The towel that had felt so revealing yesterday now seems like an exercise in modesty. I can’t really imagine going out like this, but I want to. For reasons that have nothing to do with stealth or escape. I want to see what Niko’s expression will be when he sees this bikini.

I grab a towel and a half-empty bottle of sunscreen before heading outside.

Sunlight hits soft, private skin for the first time. I shiver despite the warmth. Crossing the patio I settle into one of the reclining deck chairs beside the pool. Throw my hair over my shoulder. Somewhat discreetly adjust the band of my bikini top so it covers me.

The entire time, Niko continues to power wash. He doesn’t even look over.

Well, I tell myself reasonably, he probably didn’t hear me. That machine is pretty loud.

Disappointment pulls a loud sigh out of me.

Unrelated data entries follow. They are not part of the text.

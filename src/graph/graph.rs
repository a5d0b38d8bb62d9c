//! 图数据结构
//!
//! 基于邻接映射（map of maps）的有向/无向图：
//! - `outgoing[u][v]` 为边 (u, v)
//! - `incoming[v][u]` 为边 (u, v)
//!
//! 无向图插入 (u, v) 时同时登记 (v, u)，两个方向共享同一条边。

use super::edge::{Edge, EdgeId, DEFAULT_WEIGHT};
use super::vertex::{Vertex, VertexId};
use crate::error::{Error, Result};
use indexmap::IndexMap;
use tracing::debug;

/// 单个顶点的关联表：相邻顶点 -> 边 ID
type Incidence = IndexMap<VertexId, EdgeId>;

/// 图
///
/// 所有顶点和边由图统一持有，外部只通过 [`VertexId`] / [`EdgeId`] 句柄引用。
/// 顶点、边的枚举顺序即插入顺序。
#[derive(Debug, Clone)]
pub struct Graph<V, E> {
    /// 是否为有向图（构造时确定）
    directed: bool,
    /// 顶点表
    vertices: IndexMap<VertexId, Vertex<V>>,
    /// 边表（无向边只存一份）
    edges: IndexMap<EdgeId, Edge<E>>,
    /// 出边关联表
    outgoing: IndexMap<VertexId, Incidence>,
    /// 入边关联表
    incoming: IndexMap<VertexId, Incidence>,
    /// 下一个顶点 ID
    next_vertex_id: u64,
    /// 下一个边 ID
    next_edge_id: u64,
}

impl<V, E> Graph<V, E> {
    /// 创建空图
    pub fn new(directed: bool) -> Self {
        Self {
            directed,
            vertices: IndexMap::new(),
            edges: IndexMap::new(),
            outgoing: IndexMap::new(),
            incoming: IndexMap::new(),
            next_vertex_id: 1,
            next_edge_id: 1,
        }
    }

    /// 创建有向图
    pub fn directed() -> Self {
        Self::new(true)
    }

    /// 创建无向图
    pub fn undirected() -> Self {
        Self::new(false)
    }

    /// 是否为有向图
    pub fn is_directed(&self) -> bool {
        self.directed
    }

    // ==================== 顶点操作 ====================

    /// 验证顶点属于该图
    fn validate_vertex(&self, v: VertexId) -> Result<()> {
        if self.vertices.contains_key(&v) {
            Ok(())
        } else {
            Err(Error::InvalidVertex(v))
        }
    }

    /// 顶点是否在图中
    pub fn contains_vertex(&self, v: VertexId) -> bool {
        self.vertices.contains_key(&v)
    }

    /// 添加顶点
    pub fn insert_vertex(&mut self, payload: V) -> VertexId {
        let id = VertexId::new(self.next_vertex_id);
        self.next_vertex_id += 1;

        self.vertices.insert(id, Vertex::new(id, payload));
        self.outgoing.insert(id, Incidence::new());
        self.incoming.insert(id, Incidence::new());

        id
    }

    /// 获取顶点
    pub fn vertex(&self, v: VertexId) -> Result<&Vertex<V>> {
        self.vertices.get(&v).ok_or(Error::InvalidVertex(v))
    }

    /// 获取顶点负载
    pub fn payload(&self, v: VertexId) -> Result<&V> {
        self.vertex(v).map(Vertex::payload)
    }

    /// 获取顶点可变负载
    pub fn payload_mut(&mut self, v: VertexId) -> Result<&mut V> {
        self.vertices
            .get_mut(&v)
            .map(Vertex::payload_mut)
            .ok_or(Error::InvalidVertex(v))
    }

    /// 删除顶点，先删除其全部关联边（两个方向），返回顶点负载
    pub fn remove_vertex(&mut self, v: VertexId) -> Result<V> {
        let successors: Vec<VertexId> = self.out_map(v)?.keys().copied().collect();
        let predecessors: Vec<VertexId> = self.in_map(v)?.keys().copied().collect();

        let mut removed = 0usize;
        for w in successors {
            if self.detach_edge(v, w).is_some() {
                removed += 1;
            }
        }
        for w in predecessors {
            // 无向图中这些边已在上面随出边一起删除
            if self.detach_edge(w, v).is_some() {
                removed += 1;
            }
        }

        self.outgoing.shift_remove(&v);
        self.incoming.shift_remove(&v);
        let vertex = self
            .vertices
            .shift_remove(&v)
            .ok_or(Error::InvalidVertex(v))?;

        debug!(vertex = %v, removed_edges = removed, "vertex removed");
        Ok(vertex.into_payload())
    }

    /// 获取顶点数量
    pub fn vertex_count(&self) -> usize {
        self.vertices.len()
    }

    /// 按插入顺序枚举所有顶点
    pub fn vertices(&self) -> impl Iterator<Item = VertexId> + '_ {
        self.vertices.keys().copied()
    }

    // ==================== 边操作 ====================

    /// 添加权重为 1 的边
    pub fn insert_edge(&mut self, u: VertexId, v: VertexId, payload: E) -> Result<EdgeId> {
        self.insert_weighted_edge(u, v, payload, DEFAULT_WEIGHT)
    }

    /// 添加带权边
    ///
    /// u、v 已相邻时更新已有边的负载和权重并返回其 ID，不会产生重复边。
    pub fn insert_weighted_edge(
        &mut self,
        u: VertexId,
        v: VertexId,
        payload: E,
        weight: f64,
    ) -> Result<EdgeId> {
        self.validate_vertex(u)?;
        self.validate_vertex(v)?;

        if let Some(id) = self.out_map(u)?.get(&v).copied() {
            if let Some(edge) = self.edges.get_mut(&id) {
                edge.update(payload, weight);
            }
            return Ok(id);
        }

        let id = EdgeId::new(self.next_edge_id);
        self.next_edge_id += 1;
        self.edges.insert(id, Edge::new(id, u, v, payload, weight));

        self.link(u, v, id);
        if !self.directed {
            self.link(v, u, id);
        }

        Ok(id)
    }

    /// 登记 (u, v) 到两张关联表
    fn link(&mut self, u: VertexId, v: VertexId, id: EdgeId) {
        if let Some(out) = self.outgoing.get_mut(&u) {
            out.insert(v, id);
        }
        if let Some(inc) = self.incoming.get_mut(&v) {
            inc.insert(u, id);
        }
    }

    /// 从关联表和边表中摘除 (u, v)，不相邻时返回 None
    fn detach_edge(&mut self, u: VertexId, v: VertexId) -> Option<Edge<E>> {
        let id = self.outgoing.get_mut(&u)?.shift_remove(&v)?;
        if let Some(inc) = self.incoming.get_mut(&v) {
            inc.shift_remove(&u);
        }
        if !self.directed {
            if let Some(out) = self.outgoing.get_mut(&v) {
                out.shift_remove(&u);
            }
            if let Some(inc) = self.incoming.get_mut(&u) {
                inc.shift_remove(&v);
            }
        }
        self.edges.shift_remove(&id)
    }

    /// 获取 u 到 v 的边，不相邻时返回 None
    pub fn edge(&self, u: VertexId, v: VertexId) -> Result<Option<&Edge<E>>> {
        self.validate_vertex(v)?;
        let id = self.out_map(u)?.get(&v);
        Ok(id.and_then(|id| self.edges.get(id)))
    }

    /// 通过 ID 获取边
    pub fn edge_by_id(&self, id: EdgeId) -> Option<&Edge<E>> {
        self.edges.get(&id)
    }

    /// 通过 ID 获取可变边
    pub fn edge_by_id_mut(&mut self, id: EdgeId) -> Option<&mut Edge<E>> {
        self.edges.get_mut(&id)
    }

    /// 删除并返回 u 到 v 的边，不相邻时什么也不做
    pub fn remove_edge(&mut self, u: VertexId, v: VertexId) -> Result<Option<Edge<E>>> {
        self.validate_vertex(u)?;
        self.validate_vertex(v)?;
        Ok(self.detach_edge(u, v))
    }

    /// 获取边数量（无向边计一次）
    pub fn edge_count(&self) -> usize {
        self.edges.len()
    }

    /// 按插入顺序枚举所有边（无向边只出现一次）
    pub fn edges(&self) -> impl Iterator<Item = &Edge<E>> + '_ {
        self.edges.values()
    }

    // ==================== 邻居查询 ====================

    fn out_map(&self, v: VertexId) -> Result<&Incidence> {
        self.outgoing.get(&v).ok_or(Error::InvalidVertex(v))
    }

    fn in_map(&self, v: VertexId) -> Result<&Incidence> {
        self.incoming.get(&v).ok_or(Error::InvalidVertex(v))
    }

    /// 获取顶点的出度
    pub fn out_degree(&self, v: VertexId) -> Result<usize> {
        Ok(self.out_map(v)?.len())
    }

    /// 获取顶点的入度
    pub fn in_degree(&self, v: VertexId) -> Result<usize> {
        Ok(self.in_map(v)?.len())
    }

    /// 获取顶点的后继
    pub fn successors(&self, v: VertexId) -> Result<impl Iterator<Item = VertexId> + '_> {
        Ok(self.out_map(v)?.keys().copied())
    }

    /// 获取顶点的前驱
    pub fn predecessors(&self, v: VertexId) -> Result<impl Iterator<Item = VertexId> + '_> {
        Ok(self.in_map(v)?.keys().copied())
    }

    /// 获取顶点的所有出边
    pub fn outgoing_edges(&self, v: VertexId) -> Result<impl Iterator<Item = &Edge<E>> + '_> {
        Ok(self
            .out_map(v)?
            .values()
            .filter_map(move |id| self.edges.get(id)))
    }

    /// 获取顶点的所有入边
    pub fn incoming_edges(&self, v: VertexId) -> Result<impl Iterator<Item = &Edge<E>> + '_> {
        Ok(self
            .in_map(v)?
            .values()
            .filter_map(move |id| self.edges.get(id)))
    }
}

Right then, in the space of seconds as breath leaves my mouth, Niko glances back at me. A moment later he’s looking back at his work, having not even given me a second look—but he doesn’t have to. It’s enough. Enough to know he’s aware of me, maybe even as sharply aware of me as I am of him.

Smiling a little, I apply creamy white sunscreen to my arms and legs.

I smooth it across the slopes of my breasts.

Every cell in my body is attuned to the man who’s resolutely not looking at me. Except he’s running out of brick on that side of the grounds. He’ll need to stop soon. Maybe he’ll pick up and move to a different side of the house. Or maybe he’ll go inside the house again…

Setting the bottle on the speckled concrete, I turn over and lay myself flat on the plastic slats. I let my head drop lazily over the edge. The sun beats on my bare neck and back, its insistent heat a warning. There’s no sunscreen back there.

The machine stops, leaving only ringing silence.

My eyes close and open, slow with a self-assuredness completely new to me. A shadow crosses over me, almost a cool touch across hot skin.

“You’re going to burn like that.”

I don’t even lift my head. “I can’t reach.”

“Is that your way of asking for help?”